Azzurra Giorgi (April 29, 2013)
Harbors, picturesque cities on the edges of cliffs, beautiful beaches and great cuisine are just some of the characteristics of Liguria, a region to discover. "If you come to Genoa, you can see all the palaces where the merchants and the bankers of the city lived. UNESCO decided that these palaces and the center of the city deserve to be a World Heritage Site,” said Anna Castellano, Council of the Department of Communications and City Promotion of Genoa, at an event organized by the Italian Government Tourist Board in New York

 Harbors, picturesque cities on the edges of cliffs, beautiful beaches and great cuisine: all this and more is Liguria. Located in the north-western part of Italy, Liguria is a region that is not very well known abroad, but it has very authentic gems that deserve to be discovered.

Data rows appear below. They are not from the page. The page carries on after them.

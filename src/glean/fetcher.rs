//! HTTP fetcher implementation
//!
//! This module handles the single GET request of a scrape, including:
//! - Building the HTTP client with a browser-like user agent
//! - Retry logic for transient failures (timeouts, connection errors)
//! - Error classification
//! - Content-Type gating

use crate::config::FetcherConfig;
use crate::glean::document::{parse, ParsedDocument};
use crate::ScrapeError;
use reqwest::header::CONTENT_TYPE;
use reqwest::{Client, Response};
use std::time::Duration;

/// Fixed wait between attempts after a transient failure
pub const RETRY_DELAY: Duration = Duration::from_secs(1);

/// A successfully fetched HTML page
#[derive(Debug, Clone)]
pub struct FetchedPage {
    /// Final URL after redirects
    pub final_url: String,
    /// HTTP status code
    pub status_code: u16,
    /// Content-Type header value
    pub content_type: String,
    /// Page body content
    pub body: String,
}

/// Outcome of a single attempt that did not produce a page
enum AttemptFailure {
    Timeout,
    Connect(reqwest::Error),
    Fatal(ScrapeError),
}

/// Builds an HTTP client with proper configuration
///
/// The client follows redirects and keeps no cookies between calls.
///
/// # Example
///
/// ```
/// use page_glean::config::FetcherConfig;
/// use page_glean::glean::build_http_client;
///
/// let client = build_http_client(&FetcherConfig::default()).unwrap();
/// ```
pub fn build_http_client(config: &FetcherConfig) -> Result<Client, reqwest::Error> {
    Client::builder()
        .user_agent(config.user_agent.as_str())
        .timeout(config.timeout())
        .gzip(true)
        .brotli(true)
        .build()
}

/// Fetches a URL with retry and content-type gating
///
/// The URL must already have been validated by the caller.
///
/// # Retry Logic
///
/// | Condition | Action |
/// |-----------|--------|
/// | Timeout | Retry up to `max_retries` attempts, 1s delay, then `Timeout` |
/// | Connection failure | Retry up to `max_retries` attempts, 1s delay, then `Connectivity` |
/// | HTTP 4xx / 5xx | Immediate `HttpStatus` |
/// | Content-Type without "html" | Immediate `UnsupportedContent` |
/// | Anything else | Immediate `Unexpected` |
pub async fn fetch_page(
    client: &Client,
    url: &str,
    config: &FetcherConfig,
) -> Result<FetchedPage, ScrapeError> {
    let attempts = config.max_retries.max(1);
    let mut attempt = 0;

    loop {
        attempt += 1;
        let is_last = attempt == attempts;
        tracing::debug!("Fetching {} (attempt {}/{})", url, attempt, attempts);

        match try_fetch(client, url, config.timeout()).await {
            Ok(page) => return Ok(page),
            Err(AttemptFailure::Fatal(e)) => return Err(e),
            Err(AttemptFailure::Timeout) => {
                if is_last {
                    return Err(ScrapeError::Timeout {
                        url: url.to_string(),
                        attempts,
                    });
                }
                tracing::warn!("Request to {} timed out, retrying in {:?}", url, RETRY_DELAY);
            }
            Err(AttemptFailure::Connect(source)) => {
                if is_last {
                    return Err(ScrapeError::Connectivity {
                        url: url.to_string(),
                        attempts,
                        source,
                    });
                }
                tracing::warn!(
                    "Failed to connect to {} ({}), retrying in {:?}",
                    url,
                    source,
                    RETRY_DELAY
                );
            }
        }

        tokio::time::sleep(RETRY_DELAY).await;
    }
}

/// Fetches a URL and parses the body into a document
pub async fn fetch_document(
    client: &Client,
    url: &str,
    config: &FetcherConfig,
) -> Result<ParsedDocument, ScrapeError> {
    let page = fetch_page(client, url, config).await?;
    tracing::debug!(
        "Fetched {} ({} bytes, status {}, content type {}, final URL {})",
        url,
        page.body.len(),
        page.status_code,
        page.content_type,
        page.final_url
    );
    Ok(parse(&page.body))
}

/// Returns true if a Content-Type value indicates an HTML document
pub fn is_html_content_type(content_type: &str) -> bool {
    content_type.to_ascii_lowercase().contains("html")
}

async fn try_fetch(
    client: &Client,
    url: &str,
    timeout: Duration,
) -> Result<FetchedPage, AttemptFailure> {
    let response = client
        .get(url)
        .timeout(timeout)
        .send()
        .await
        .map_err(|e| classify(url, e))?;

    check_status(url, &response)?;

    let status_code = response.status().as_u16();
    let final_url = response.url().to_string();
    let content_type = response
        .headers()
        .get(CONTENT_TYPE)
        .and_then(|v| v.to_str().ok())
        .unwrap_or("")
        .to_string();

    if !is_html_content_type(&content_type) {
        return Err(AttemptFailure::Fatal(ScrapeError::UnsupportedContent {
            url: url.to_string(),
            content_type,
        }));
    }

    let body = response.text().await.map_err(|e| classify(url, e))?;

    Ok(FetchedPage {
        final_url,
        status_code,
        content_type,
        body,
    })
}

fn check_status(url: &str, response: &Response) -> Result<(), AttemptFailure> {
    let status = response.status();
    if status.is_client_error() || status.is_server_error() {
        return Err(AttemptFailure::Fatal(ScrapeError::HttpStatus {
            url: url.to_string(),
            status: status.as_u16(),
            reason: status.canonical_reason().unwrap_or("Unknown").to_string(),
        }));
    }
    Ok(())
}

fn classify(url: &str, error: reqwest::Error) -> AttemptFailure {
    if error.is_timeout() {
        AttemptFailure::Timeout
    } else if error.is_connect() {
        AttemptFailure::Connect(error)
    } else {
        AttemptFailure::Fatal(ScrapeError::Unexpected {
            url: url.to_string(),
            source: error,
        })
    }
}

A land of commerce and navigators due to its position and having the port city of Genoa, one
of the Maritime republics together with Pisa, Amalfi and Venice, as its capital, Liguria has always been a place of communication with other countries and cultures. The mixing of people, trade and traditions also reflects the geography of the entire region, characterized by mountains, hills and the sea.

What characterize Liguria the most are its beveled shores that find in 'Cinque Terre' their best expression. The little towns erected on the shore are something unusual and stunning at the same time and can hardly be found anywhere else. To seal its magnificence, UNESCO designed Cinque Terre as a World Heritage Site together with Porto Venere and three small islands in the Ligurian Sea (Palmaria, Tino and Tinetto). Porto Venere is probably one of the most beloved spots by those who visit Liguria because of its rocky shores, its beaches and grottos, including Byron's Grotto, named like this because poet Lord Byron used to meditate there.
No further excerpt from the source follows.